(RECORD EXCERPTS Opens)
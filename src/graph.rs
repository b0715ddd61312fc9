//! The owning graph container.
//!
//! A [`Graph`] owns an arena of nodes, the two canonical terminal leaves, and
//! a unique table hash-consed on the decision variable. Callers add nodes,
//! wire edges, and then run [`init`][Graph::init] once; only a graph that
//! passed validation may be handed to the
//! [`Comparator`][crate::comparator::Comparator].
//!
//! Consing is keyed solely on the variable: within one graph, at most one
//! node exists per variable value, so a variable can occupy only a single
//! position anywhere in the diagram. This is narrower than the classical
//! (variable, low, high) consing and is kept that way on purpose.

use std::fmt::Debug;

use fxhash::{FxHashMap, FxHashSet};
use log::debug;

use crate::edge::Edge;
use crate::error::{ObddError, Result};
use crate::node::{BranchLabel, NodeData, ParentRef, VAR_ONE, VAR_ZERO};
use crate::reference::NodeId;
use crate::traverse::{Direction, Traversal};

pub struct Graph {
    nodes: Vec<NodeData>,
    /// Unique table: variable -> canonical node. Terminals live outside it.
    unique: FxHashMap<i32, NodeId>,
    one: NodeId,
    zero: NodeId,
    root: Option<NodeId>,
    initialized: bool,
}

impl Graph {
    /// Create a graph pre-populated with the two terminal singletons at
    /// reserved variable slots.
    pub fn new() -> Self {
        let mut nodes = Vec::new();

        let one = NodeId::new(0);
        nodes.push(NodeData::new_terminal(one, VAR_ONE, true));
        let zero = NodeId::new(1);
        nodes.push(NodeData::new_terminal(zero, VAR_ZERO, false));

        debug!(
            "graph created with terminals {} (var {}) and {} (var {})",
            one, VAR_ONE, zero, VAR_ZERO
        );

        Self {
            nodes,
            unique: FxHashMap::default(),
            one,
            zero,
            root: None,
            initialized: false,
        }
    }

    /// The canonical `true` leaf.
    pub fn one(&self) -> NodeId {
        self.one
    }

    /// The canonical `false` leaf.
    pub fn zero(&self) -> NodeId {
        self.zero
    }

    /// Number of decision nodes in the unique table.
    pub fn node_count(&self) -> usize {
        self.unique.len()
    }

    pub fn is_initialized(&self) -> bool {
        self.initialized
    }

    /// The root fixed by successful validation.
    pub fn root(&self) -> Result<NodeId> {
        self.root.ok_or(ObddError::NotInitialized)
    }

    pub fn node(&self, id: NodeId) -> &NodeData {
        &self.nodes[id.index()]
    }

    fn node_mut(&mut self, id: NodeId) -> &mut NodeData {
        &mut self.nodes[id.index()]
    }

    /// The canonical node for a variable, if one was added.
    pub fn lookup(&self, variable: i32) -> Option<NodeId> {
        self.unique.get(&variable).copied()
    }

    /// All decision nodes in the unique table, in no particular order.
    pub fn decision_nodes(&self) -> impl Iterator<Item = NodeId> + '_ {
        self.unique.values().copied()
    }

    fn resolve(&self, variable: i32) -> Result<NodeId> {
        self.lookup(variable).ok_or(ObddError::NodeNotFound(variable))
    }

    /// Forward branch of a node; `None` for terminals and unset slots.
    pub fn branch(&self, id: NodeId, branch: bool) -> Option<NodeId> {
        self.node(id).branch(branch)
    }

    /// The fixed value of a terminal, `None` for decision nodes.
    pub fn terminal_value(&self, id: NodeId) -> Option<bool> {
        self.node(id).terminal_value()
    }

    /// Start a traversal cursor at `start`.
    pub fn traverse(&self, start: NodeId, direction: Direction) -> Traversal<'_> {
        Traversal::new(self, start, direction)
    }

    fn ensure_mutable(&self) -> Result<()> {
        if self.initialized {
            Err(ObddError::AlreadyInitialized)
        } else {
            Ok(())
        }
    }

    /// Add a decision node for `variable`, or return the existing one.
    ///
    /// A fresh node starts as a trivial pass-through decision: its true
    /// branch is the `true` terminal and its false branch the `false`
    /// terminal, until edges are rewired.
    pub fn add_node(&mut self, variable: i32) -> Result<NodeId> {
        let (one, zero) = (self.one, self.zero);
        self.add_node_with_branches(variable, one, zero)
    }

    /// Add a decision node for `variable` with explicit initial branches.
    ///
    /// Consing still applies: when the variable already has a canonical node,
    /// that node is returned unchanged and the supplied branches are ignored.
    pub fn add_node_with_branches(
        &mut self,
        variable: i32,
        true_branch: NodeId,
        false_branch: NodeId,
    ) -> Result<NodeId> {
        self.ensure_mutable()?;
        if variable < 0 {
            return Err(ObddError::InvalidConfiguration(format!(
                "variable {} is inside the reserved terminal space",
                variable
            )));
        }
        if let Some(existing) = self.lookup(variable) {
            debug!("add_node(v = {}) -> existing {}", variable, existing);
            return Ok(existing);
        }
        let id = NodeId::new(self.nodes.len() as u32);
        let node = NodeData::new_decision(id, variable, true_branch, false_branch)?;
        self.nodes.push(node);
        self.unique.insert(variable, id);
        debug!("add_node(v = {}) -> {}", variable, id);
        Ok(id)
    }

    /// Swap in a replacement node for `variable`.
    ///
    /// When no node exists for the variable nothing happens and `None` is
    /// returned. Otherwise a fresh node takes over the unique-table entry:
    /// with `overwrite_branches` it is wired to the supplied branches, without
    /// it the replaced node's wiring is carried over. The replaced node keeps
    /// its branches and parents; it is simply no longer canonical for the
    /// variable.
    pub fn change_node(
        &mut self,
        variable: i32,
        true_branch: NodeId,
        false_branch: NodeId,
        overwrite_branches: bool,
    ) -> Result<Option<NodeId>> {
        self.ensure_mutable()?;
        let old = match self.lookup(variable) {
            Some(old) => old,
            None => return Ok(None),
        };
        let (tb, fb) = if overwrite_branches {
            (true_branch, false_branch)
        } else {
            // The unique table never holds terminals, and decision nodes are
            // fully wired from construction on.
            match (self.branch(old, true), self.branch(old, false)) {
                (Some(t), Some(f)) => (t, f),
                _ => {
                    return Err(ObddError::InvalidConfiguration(format!(
                        "node {} has unwired branches",
                        old
                    )))
                }
            }
        };
        let id = NodeId::new(self.nodes.len() as u32);
        let node = NodeData::new_decision(id, variable, tb, fb)?;
        self.nodes.push(node);
        self.unique.insert(variable, id);
        debug!("change_node(v = {}): {} replaces {}", variable, id, old);
        Ok(Some(id))
    }

    /// Establish the edge `source -[branch]-> target`.
    ///
    /// The target is resolved through the unique table, so the edge always
    /// lands on the canonical instance for the target's variable even when
    /// the caller holds a stale handle. The graph's own back-reference to the
    /// target, if still present, is removed; then the forward branch and the
    /// reverse parent entry are recorded together.
    pub fn set_edge_reference(
        &mut self,
        source: NodeId,
        target: NodeId,
        branch: bool,
    ) -> Result<Edge> {
        self.ensure_mutable()?;
        let target = self
            .lookup(self.node(target).variable())
            .unwrap_or(target);
        if self.node(source).is_terminal() {
            return Err(ObddError::InvalidConfiguration(format!(
                "terminal {} cannot be the source of an edge",
                source
            )));
        }
        if self.node(target).has_parent(ParentRef::Graph) {
            self.node_mut(target).remove_parent(ParentRef::Graph);
        }
        self.node_mut(source).set_branch(branch, target)?;
        self.node_mut(target)
            .add_parent(ParentRef::Node(source), BranchLabel::from(branch))?;
        let edge = Edge {
            source,
            target,
            branch,
        };
        debug!("set_edge_reference: {}", edge);
        Ok(edge)
    }

    /// Variable-resolved form of [`set_edge_reference`][Self::set_edge_reference].
    pub fn set_edge_reference_by_var(
        &mut self,
        source: i32,
        target: i32,
        branch: bool,
    ) -> Result<Edge> {
        let source = self.resolve(source)?;
        let target = self.resolve(target)?;
        self.set_edge_reference(source, target, branch)
    }

    /// Whether the recorded branch label from `source` to `target` is true.
    ///
    /// Fails with [`EdgeNotFound`][ObddError::EdgeNotFound] when no reverse
    /// parent entry exists.
    pub fn get_edge_reference(&self, source: NodeId, target: NodeId) -> Result<bool> {
        self.node(target)
            .parent_label(ParentRef::Node(source))
            .map(|label| label == BranchLabel::True)
            .ok_or(ObddError::EdgeNotFound {
                from: source,
                to: target,
            })
    }

    /// Variable-resolved form of [`get_edge_reference`][Self::get_edge_reference].
    pub fn get_edge_reference_by_var(&self, source: i32, target: i32) -> Result<bool> {
        let source = self.resolve(source)?;
        let target = self.resolve(target)?;
        self.get_edge_reference(source, target)
    }

    /// Drop the reverse parent entry from `source` to `target`.
    ///
    /// The forward branch is intentionally left intact: the forward and
    /// reverse relations are independently mutable.
    pub fn remove_edge_reference(&mut self, source: NodeId, target: NodeId) -> Result<()> {
        self.ensure_mutable()?;
        self.node_mut(target).remove_parent(ParentRef::Node(source));
        debug!("remove_edge_reference: {} -> {}", source, target);
        Ok(())
    }

    /// Variable-resolved form of [`remove_edge_reference`][Self::remove_edge_reference].
    pub fn remove_edge_reference_by_var(&mut self, source: i32, target: i32) -> Result<()> {
        let source = self.resolve(source)?;
        let target = self.resolve(target)?;
        self.remove_edge_reference(source, target)
    }

    /// Validate the graph: resolve the unique root, check acyclicity, and
    /// freeze the structure.
    ///
    /// The root is the single decision node with no incoming edge from
    /// another node (the graph's own initial back-reference does not count).
    /// On success the graph is initialized and any further structural
    /// mutation fails fast.
    pub fn init(&mut self) -> Result<()> {
        self.ensure_mutable()?;

        let root = self.resolve_root()?;
        for step in self.traverse(root, Direction::Both) {
            step?;
        }

        self.root = Some(root);
        self.initialized = true;
        debug!(
            "init: root {} fixed, {} decision nodes validated",
            root,
            self.node_count()
        );
        Ok(())
    }

    fn resolve_root(&self) -> Result<NodeId> {
        let candidates: Vec<NodeId> = self
            .unique
            .values()
            .copied()
            .filter(|&id| !self.node(id).has_node_parent())
            .collect();
        match candidates[..] {
            [root] => Ok(root),
            _ => Err(ObddError::InvalidRoot(candidates.len())),
        }
    }

    /// Structural equality of two nodes: terminals compare by value,
    /// decision nodes by their branches, recursively. Ids never participate.
    pub fn structural_eq(&self, a: NodeId, b: NodeId) -> bool {
        let mut seen = FxHashSet::default();
        self.structural_eq_inner(a, b, &mut seen)
    }

    fn structural_eq_inner(
        &self,
        a: NodeId,
        b: NodeId,
        seen: &mut FxHashSet<(NodeId, NodeId)>,
    ) -> bool {
        if a == b {
            return true;
        }
        if !seen.insert((a, b)) {
            // Pair already under comparison; assume equal to cut recursion.
            return true;
        }
        match (self.terminal_value(a), self.terminal_value(b)) {
            (Some(va), Some(vb)) => va == vb,
            (None, None) => {
                self.branch_eq(self.node(a).branch(true), self.node(b).branch(true), seen)
                    && self.branch_eq(self.node(a).branch(false), self.node(b).branch(false), seen)
            }
            _ => false,
        }
    }

    fn branch_eq(
        &self,
        a: Option<NodeId>,
        b: Option<NodeId>,
        seen: &mut FxHashSet<(NodeId, NodeId)>,
    ) -> bool {
        match (a, b) {
            (None, None) => true,
            (Some(a), Some(b)) => self.structural_eq_inner(a, b, seen),
            _ => false,
        }
    }
}

impl Default for Graph {
    fn default() -> Self {
        Graph::new()
    }
}

impl Debug for Graph {
    fn fmt(&self, f: &mut std::fmt::Formatter<'_>) -> std::fmt::Result {
        f.debug_struct("Graph")
            .field("nodes", &self.node_count())
            .field("initialized", &self.initialized)
            .field("root", &self.root)
            .finish()
    }
}
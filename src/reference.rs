use std::fmt::{Display, Formatter};

/// An opaque handle to a node stored in a [`Graph`][crate::graph::Graph] arena.
///
/// Handles are assigned at construction and are only meaningful for the graph
/// that produced them. They serve as a deterministic ordering tie-break and
/// never participate in structural equality.
#[derive(Debug, Copy, Clone, Eq, PartialEq, Hash, PartialOrd, Ord)]
pub struct NodeId(u32);

impl NodeId {
    pub(crate) const fn new(index: u32) -> Self {
        Self(index)
    }

    /// Return the raw arena index of the handle.
    pub const fn index(self) -> usize {
        self.0 as usize
    }

    /// Return the internal representation of the handle.
    pub const fn get(self) -> u32 {
        self.0
    }
}

impl Display for NodeId {
    fn fmt(&self, f: &mut Formatter<'_>) -> std::fmt::Result {
        write!(f, "@{}", self.0)
    }
}
//! # obdd-rs: Ordered Binary Decision Diagrams in Rust
//!
//! **`obdd-rs`** is a library for constructing, validating, and comparing
//! **Ordered Binary Decision Diagrams (OBDDs)**: compact, shared graph
//! representations of Boolean functions used in formal verification, logic
//! synthesis, and decision analysis.
//!
//! ## Architecture
//!
//! - **Graph-Centric Ownership**: All nodes live in an arena owned by a
//!   [`Graph`][crate::graph::Graph] and are addressed through lightweight
//!   [`NodeId`][crate::reference::NodeId] handles, so diagrams that share
//!   sub-graphs (and may even be cyclic before validation) never create
//!   ownership cycles.
//! - **Hash Consing by Variable**: Each graph keeps at most one node per
//!   decision variable; adding the same variable twice returns the same
//!   handle. Note that this is narrower than the classical
//!   (variable, low, high) consing: a variable occupies one position in the
//!   whole diagram.
//! - **Validation Gate**: A graph must pass [`init`][crate::graph::Graph::init]
//!   (unique root resolution + acyclicity) before it can be compared;
//!   afterwards its structure is frozen.
//! - **Directional Comparison**: The
//!   [`Comparator`][crate::comparator::Comparator] folds per-direction walk
//!   outcomes through a [`Logical`][crate::logical::Logical] operator. This
//!   is a deliberate approximation of semantic equivalence, not a full
//!   apply-style equality test.
//!
//! ## Basic Usage
//!
//! ```rust
//! use std::cmp::Ordering;
//!
//! use obdd_rs::comparator::Comparator;
//! use obdd_rs::graph::Graph;
//! use obdd_rs::logical::Logical;
//!
//! # fn main() -> Result<(), obdd_rs::error::ObddError> {
//! // 1. Construct a graph; the two terminal leaves come pre-populated.
//! let mut g = Graph::new();
//!
//! // 2. Add decision nodes (hash-consed by variable).
//! let x1 = g.add_node(1)?;
//! let x2 = g.add_node(2)?;
//! assert_eq!(g.add_node(1)?, x1);
//!
//! // 3. Wire edges, then validate once.
//! g.set_edge_reference(x1, x2, true)?;
//! g.init()?;
//!
//! // 4. Compare validated graphs.
//! let comparator = Comparator::new();
//! assert!(comparator.compare_with(&g, &g, Logical::Or)?);
//! assert_eq!(comparator.compare(&g, &g)?, Ordering::Equal);
//! # Ok(()) }
//! ```
//!
//! ## Core Components
//!
//! - **[`graph`]**: The owning [`Graph`][crate::graph::Graph] container:
//!   arena, terminals, unique table, edge operations, validation.
//! - **[`comparator`]**: Ordering and logical comparison of validated graphs.
//! - **[`traverse`]**: The pull-based traversal cursor shared by validation
//!   and comparison.
//! - **[`dot`]**: Utilities for visualizing graphs using Graphviz.

pub mod comparator;
pub mod dot;
pub mod edge;
pub mod error;
pub mod graph;
pub mod logical;
pub mod node;
pub mod reference;
pub mod traverse;
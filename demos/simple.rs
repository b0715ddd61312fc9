use obdd_rs::comparator::Comparator;
use obdd_rs::graph::Graph;
use obdd_rs::logical::Logical;

fn main() -> color_eyre::Result<()> {
    color_eyre::install()?;

    simplelog::TermLogger::init(
        simplelog::LevelFilter::Debug,
        simplelog::Config::default(),
        simplelog::TerminalMode::Mixed,
        simplelog::ColorChoice::Auto,
    )?;

    let mut g1 = Graph::new();
    let x1 = g1.add_node(1)?;
    let x2 = g1.add_node(2)?;
    let edge = g1.set_edge_reference(x1, x2, true)?;
    println!("wired {}", edge);
    g1.init()?;
    println!("g1 = {:?}", g1);

    let mut g2 = Graph::new();
    let y1 = g2.add_node(1)?;
    let y2 = g2.add_node(2)?;
    g2.set_edge_reference(y1, y2, true)?;
    g2.init()?;
    println!("g2 = {:?}", g2);

    let comparator = Comparator::new();
    println!(
        "equivalent under OR: {}",
        comparator.compare_with(&g1, &g2, Logical::Or)?
    );
    println!("ordering: {:?}", comparator.compare(&g1, &g2)?);

    println!("{}", g1.to_dot());

    Ok(())
}
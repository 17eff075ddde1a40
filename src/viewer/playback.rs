use crate::viewer::animation::{
    ActivePlayback, AnimationSink, AnimationTarget, PlaybackRequest, TrackProperty,
};
use crate::viewer::camera::OrbitCameraState;
use crate::viewer::scene::ViewerCamera;
use crate::viewer::state::ViewerState;
use bevy::prelude::*;
use tracing::debug;

#[derive(Debug, Clone, Copy, PartialEq)]
pub struct TrackUpdate {
    pub target: AnimationTarget,
    pub property: TrackProperty,
    pub value: Vec3,
}

#[derive(Resource, Default)]
pub struct AnimationQueue {
    pending: Vec<PlaybackRequest>,
    active: Vec<ActivePlayback>,
}

impl AnimationSink for AnimationQueue {
    fn submit(&mut self, request: PlaybackRequest) {
        debug!(animated = ?request.target, clips = request.clips.len(), "playback submitted");
        self.pending.push(request);
    }
}

impl AnimationQueue {
    pub fn is_running(&self) -> bool {
        !self.pending.is_empty() || !self.active.is_empty()
    }

    pub fn active_len(&self) -> usize {
        self.active.len()
    }

    pub fn step(&mut self, delta_secs: f32) -> Vec<TrackUpdate> {
        self.active
            .extend(self.pending.drain(..).map(ActivePlayback::new));

        let mut updates = Vec::new();
        for playback in &mut self.active {
            let target = playback.target();
            updates.extend(
                playback
                    .advance(delta_secs)
                    .into_iter()
                    .map(|(property, value)| TrackUpdate {
                        target,
                        property,
                        value,
                    }),
            );
        }
        self.active.retain(|playback| !playback.is_finished());
        updates
    }
}

pub fn advance_animations(
    time: Res<Time>,
    state: Res<ViewerState>,
    mut queue: ResMut<AnimationQueue>,
    mut orbit: ResMut<OrbitCameraState>,
    mut transforms: Query<&mut Transform, Without<ViewerCamera>>,
) {
    if !queue.is_running() {
        return;
    }

    for update in queue.step(time.delta_secs()) {
        match update.target {
            AnimationTarget::Camera(scene) => {
                if scene == state.viewport.scene() && update.property == TrackProperty::Target {
                    orbit.target = update.value;
                }
            }
            AnimationTarget::Mesh(mesh) => {
                let Some(entity) = state.entity(mesh) else {
                    continue;
                };
                let Ok(mut transform) = transforms.get_mut(entity) else {
                    continue;
                };
                match update.property {
                    TrackProperty::Scaling => transform.scale = update.value,
                    TrackProperty::Position => transform.translation = update.value,
                    TrackProperty::Target => {}
                }
            }
        }
    }
}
(RECORD EXCERPTS Closes)
▶ [HOW TO COMPLETE THIS TASK]
Taking the entries above, write out exactly the lines starting with the line containing "self.lookup(variable).ok_or(ObddError::NodeNotFound(variable))" and going on through the line containing "pub fn traverse(&self, start: NodeId, direction: Direction)", both included, and nothing else.

▶ [RESULT]
        self.lookup(variable).ok_or(ObddError::NodeNotFound(variable))
    }

    /// Forward branch of a node; `None` for terminals and unset slots.
    pub fn branch(&self, id: NodeId, branch: bool) -> Option<NodeId> {
        self.node(id).branch(branch)
    }

    /// The fixed value of a terminal, `None` for decision nodes.
    pub fn terminal_value(&self, id: NodeId) -> Option<bool> {
        self.node(id).terminal_value()
    }

    /// Start a traversal cursor at `start`.
    pub fn traverse(&self, start: NodeId, direction: Direction) -> Traversal<'_> {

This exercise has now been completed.